*** Opening of Stored data ***

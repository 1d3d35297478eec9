//! Tree executor
//!
//! Walks a built [`Tree`] depth-first in declaration order, one unit at a
//! time. Each unit runs inside its composed modifier chain; cases settle
//! through their [`Test`] handle and are counted on every ancestor.
//!
//! The first fault of a run is kept in the session and every unit visited
//! afterwards unwinds with [`Aborted`], so a modifier that swallows the error
//! of its continuation cannot hide a fault raised below it.

use crate::context::Context;
use crate::fault::{Fault, PanicError};
use crate::handle::{Test, Violations};
use crate::modifier::{compose, Rejection};
use crate::reporter::Reporter;
use crate::unit::{CaseId, SuiteId, Tree, UnitId};
use futures_util::future::{FutureExt, LocalBoxFuture};
use std::cell::RefCell;
use std::panic::AssertUnwindSafe;
use std::rc::Rc;
use thiserror::Error;
use tracing::{debug, error, warn};

type Step = LocalBoxFuture<'static, anyhow::Result<()>>;

/// Returned through continuations once the run has a fault.
#[derive(Debug, Error)]
#[error("run aborted")]
pub struct Aborted;

pub(crate) struct Executor {
    tree: RefCell<Tree>,
    reporter: Rc<dyn Reporter>,
    fault: RefCell<Option<Fault>>,
    violations: Violations,
}

impl Executor {
    pub(crate) fn new(tree: Tree, reporter: Rc<dyn Reporter>) -> Rc<Self> {
        Rc::new(Self {
            tree: RefCell::new(tree),
            reporter,
            fault: RefCell::new(None),
            violations: Violations::default(),
        })
    }

    /// Execute the whole tree starting at the root with `ctx`.
    pub(crate) async fn execute(self: &Rc<Self>, ctx: Context) {
        // Faults are recorded in the session; the returned error only unwinds
        let _ = Rc::clone(self).visit_suite(SuiteId::ROOT, ctx).await;
        self.check_violations();
    }

    /// Hand back the tree together with the first fault of the run.
    pub(crate) fn finish(self: Rc<Self>) -> (Tree, Option<Fault>) {
        match Rc::try_unwrap(self) {
            Ok(executor) => (executor.tree.into_inner(), executor.fault.into_inner()),
            Err(shared) => {
                let tree = shared.tree.borrow().clone();
                let fault = shared.fault.borrow_mut().take();
                (tree, fault)
            }
        }
    }

    fn visit(self: Rc<Self>, unit: UnitId, ctx: Context) -> Step {
        match unit {
            UnitId::Suite(id) => self.visit_suite(id, ctx),
            UnitId::Case(id) => self.visit_case(id, ctx),
        }
    }

    fn visit_suite(self: Rc<Self>, id: SuiteId, ctx: Context) -> Step {
        async move {
            let modifiers = {
                let tree = self.tree.borrow();
                let suite = tree.suite(id);
                debug!(suite = %suite.label(), depth = suite.depth(), "entering suite");
                self.reporter.start_suite(suite);
                tree.suite_modifiers(id)
            };

            let rejected = Rejection::default();
            let this = Rc::clone(&self);
            let chain = compose(
                modifiers,
                ctx,
                move |ctx| this.visit_children(id, ctx),
                Rc::clone(&rejected),
            );
            let outcome = AssertUnwindSafe(chain).catch_unwind().await;

            if self.has_fault() {
                return Err(Aborted.into());
            }
            if let Some(error) = chain_error(outcome, &rejected) {
                self.raise(Fault::Runtime { suite: id, error });
                return Err(Aborted.into());
            }

            let completed = self.tree.borrow_mut().complete_suite(id);
            if let Err(err) = completed {
                self.raise(err.into());
                return Err(Aborted.into());
            }

            let tree = self.tree.borrow();
            let suite = tree.suite(id);
            debug!(
                suite = %suite.label(),
                total = suite.total(),
                passed = suite.passed(),
                failed = suite.failed(),
                "suite settled"
            );
            self.reporter.end_suite(suite);
            Ok(())
        }
        .boxed_local()
    }

    fn visit_children(self: Rc<Self>, id: SuiteId, ctx: Context) -> Step {
        async move {
            let children = self.tree.borrow().children(id);
            for child in children {
                if self.has_fault() {
                    return Err(Aborted.into());
                }
                Rc::clone(&self).visit(child, ctx.clone()).await?;
            }
            Ok(())
        }
        .boxed_local()
    }

    fn visit_case(self: Rc<Self>, id: CaseId, ctx: Context) -> Step {
        async move {
            let modifiers = {
                let tree = self.tree.borrow();
                let case = tree.case(id);
                debug!(case = %case.label(), index = case.index(), "entering case");
                self.reporter.start_case(case);
                tree.case_modifiers(id)
            };

            let rejected = Rejection::default();
            let this = Rc::clone(&self);
            let chain = compose(
                modifiers,
                ctx,
                move |ctx| this.settle_case(id, ctx),
                Rc::clone(&rejected),
            );
            let outcome = AssertUnwindSafe(chain).catch_unwind().await;

            if self.has_fault() {
                return Err(Aborted.into());
            }
            if let Some(error) = chain_error(outcome, &rejected) {
                self.raise(Fault::Unit { unit: id, error });
                return Err(Aborted.into());
            }

            let tree = self.tree.borrow();
            let case = tree.case(id);
            if !case.is_completed() {
                debug!(case = %case.label(), "case skipped by its modifiers");
            }
            self.reporter.end_case(case);
            Ok(())
        }
        .boxed_local()
    }

    fn settle_case(self: Rc<Self>, id: CaseId, ctx: Context) -> Step {
        async move {
            let (label, handler) = {
                let tree = self.tree.borrow();
                (tree.case(id).label().to_string(), tree.handler(id))
            };

            let test = Test::new(label, ctx.timeout(), Rc::clone(&self.violations));
            let work = handler.invoke(test.clone(), ctx);
            let failure = test.settle(work).await;
            match &failure {
                None => debug!(case = %test.label(), "case passed"),
                Some(failure) => debug!(case = %test.label(), kind = %failure.kind(), "case failed"),
            }

            let completed = self.tree.borrow_mut().complete_case(id, failure);
            if let Err(err) = completed {
                self.raise(err.into());
                return Err(Aborted.into());
            }
            if self.check_violations() {
                return Err(Aborted.into());
            }
            Ok(())
        }
        .boxed_local()
    }

    fn has_fault(&self) -> bool {
        self.fault.borrow().is_some()
    }

    /// Promote a recorded completion-protocol violation to a fault.
    fn check_violations(&self) -> bool {
        let violation = self.violations.borrow().clone();
        match violation {
            Some(err) => {
                self.raise(err.into());
                true
            }
            None => false,
        }
    }

    /// Record `fault` unless the run already has one.
    fn raise(&self, fault: Fault) {
        let mut slot = self.fault.borrow_mut();
        if slot.is_some() {
            debug!(%fault, "run already aborted; dropping fault");
            return;
        }
        match fault {
            Fault::Internal(_) => error!(kind = ?fault.kind(), "{fault}"),
            _ => warn!(kind = ?fault.kind(), "{fault}"),
        }
        *slot = Some(fault);
    }
}

type Outcome = Result<anyhow::Result<()>, Box<dyn std::any::Any + Send>>;

/// The error a chain failed with, if any. A rejected context counts even if
/// a modifier swallowed the error.
fn chain_error(outcome: Outcome, rejected: &Rejection) -> Option<anyhow::Error> {
    match outcome {
        Ok(Ok(())) => rejected.borrow_mut().take().map(anyhow::Error::from),
        Ok(Err(error)) => Some(error),
        Err(payload) => Some(PanicError::from_payload(payload).into()),
    }
}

*** Close of Stored data ***

* [Task goal]
In the entries above, find lines with "depth" and copy each.

* [Finished exercise]
//! Walks a built [`Tree`] depth-first in declaration order, one unit at a
                debug!(suite = %suite.label(), depth = suite.depth(), "entering suite");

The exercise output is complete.